When the method 1000 is being executed by the video decoder 134, at the receive video data step 1002, the encoded bitstream 312 is generally received from the receiver 132. The video decoder 134 generally determines (or ‘recovers’ or ‘reconstructs’) the residual quad-tree (RQT) of each coding unit (CU) of each coding tree block (CTB) of each frame. The residual quad-tree (RQT) is determined using the entropy decoder 420 to decode syntax elements from the encoded bitstream 312.
Following step 1002, the method 1000 continues at an initialise edge flags step 1004, where an array of edge flags (i.e., edge flag array) is initialised under execution of the processor 205. Each of the edge flags in the edge flag array may be used for indicating which edges are to be de-blocked for the luma channel and the chroma channel. The edge flag array is configured to have sufficient capacity to independently signal de-blocking of each edge on the 8×8 de-blocking grid on a luma sample grid (e.g., 800). Arrangements that de-block the samples within each coding tree block (CTB) separately (e.g. sequentially) only require sufficient capacity within the edge flag array to independently signal de-blocking of each edge on the 8×8 de-blocking grid on a portion of the luma sample grid (e.g. 800) corresponding to one coding tree block (CTB). As such, the location of a particular edge flag within the edge flag array determines which edge in the coding tree block (CTB) or video frame is to be de-blocked. A subset of edges on 8×8 deblocking grid on the luma sample grid are co-incident with edges on the 8×8 deblocking grid on the chroma sample grid (e.g., 810). A corresponding subset of flags in the edge flag array exists, in which each flag is used for indicating de-blocking for a corresponding chroma edge (in addition to the corresponding luma edge). Step 1004 results in all edges being marked as not for de-blocking.
Following step 1004, the method 1000 proceeds to a determine transform edge boundaries step 1006, where the array of edge flags is updated according to the structure of each residual quad-tree (RQT). A method 1100 of determining edge flags, as executed at step 1006, will be discussed further below with reference to
The method 1000 proceeds from step 1006 to a determine prediction edge boundaries step 1008, where the array of edge flags is updated, under execution of the processor 205, according to the partition mode associated with each coding unit (CU).

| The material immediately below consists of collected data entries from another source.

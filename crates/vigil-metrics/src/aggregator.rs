use chrono::{DateTime, Utc};
use std::time::Duration;
use vigil_types::{
    Alert, AlertSeverity, OverallStatus, ResourceSnapshot, RunnerSnapshot, RuntimeSnapshot,
};

/// 聚合所需的输入视图
#[derive(Debug, Clone, Copy, Default)]
pub struct HealthInputs<'a> {
    pub resources: Option<&'a ResourceSnapshot>,
    pub runtime: Option<&'a RuntimeSnapshot>,
    pub runners: Option<&'a RunnerSnapshot>,
    pub alerts: &'a [Alert],
}

/// 健康状态聚合器，每次查询重新计算
#[derive(Debug, Clone, Copy)]
pub struct HealthAggregator {
    recency_window: chrono::Duration,
}

impl HealthAggregator {
    pub fn new(recency_window: Duration) -> Self {
        Self {
            recency_window: chrono::Duration::from_std(recency_window)
                .unwrap_or(chrono::Duration::MAX),
        }
    }

    /// 自上而下，首个命中的规则生效
    pub fn evaluate(&self, inputs: &HealthInputs<'_>, now: DateTime<Utc>) -> OverallStatus {
        let since = now
            .checked_sub_signed(self.recency_window)
            .unwrap_or(DateTime::<Utc>::MIN_UTC);
        let recent = |severity: AlertSeverity| {
            inputs
                .alerts
                .iter()
                .any(|a| a.severity == severity && a.timestamp > since)
        };

        if recent(AlertSeverity::Critical) {
            return OverallStatus::Critical;
        }

        if let Some(runtime) = inputs.runtime {
            if !runtime.daemon_reachable {
                return OverallStatus::Critical;
            }
            if runtime.containers.iter().any(|c| c.is_stopped()) {
                return OverallStatus::Critical;
            }
        }

        if let Some(runners) = inputs.runners {
            if runners.runners.iter().any(|r| !r.is_online) {
                return OverallStatus::Critical;
            }
        }

        if recent(AlertSeverity::Warning) {
            return OverallStatus::Warning;
        }

        if inputs.resources.is_none() && inputs.runtime.is_none() {
            return OverallStatus::Unknown;
        }

        OverallStatus::Healthy
    }
}

impl Default for HealthAggregator {
    fn default() -> Self {
        Self::new(Duration::from_secs(300))
    }
}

Following step 1008, the method 1000 proceeds to a determine filter boundary strengths step 1010, where the processor 205 is used to determine the strength of the de-blocking filter to apply at each edge for which de-blocking is going to be applied. A boundary strength array holds boundary strength information for the de-blocking filter down to a granularity of every four samples along the 8×8 de-blocking grid (e.g., the grid 800). An enumeration of values for each boundary strength value is as follows:
0: Do not de-block this edge.
1: De-block luma and chroma edge because either side includes a transform with at least one non-zero coefficient.
2: De-block luma and chroma edge because either side of the edge belongs to an intra-predicted prediction unit (PU).
3: De-block chroma edge only.
At step 1010 each boundary strength value in the boundary strength array is determined using values from the edge flag array and information about the type of block on each side of each edge. Arrangements generally iterate over all possible edge flags in the edge flag array and for each edge flag, determine a corresponding boundary strength value, which is stored in the boundary strength array.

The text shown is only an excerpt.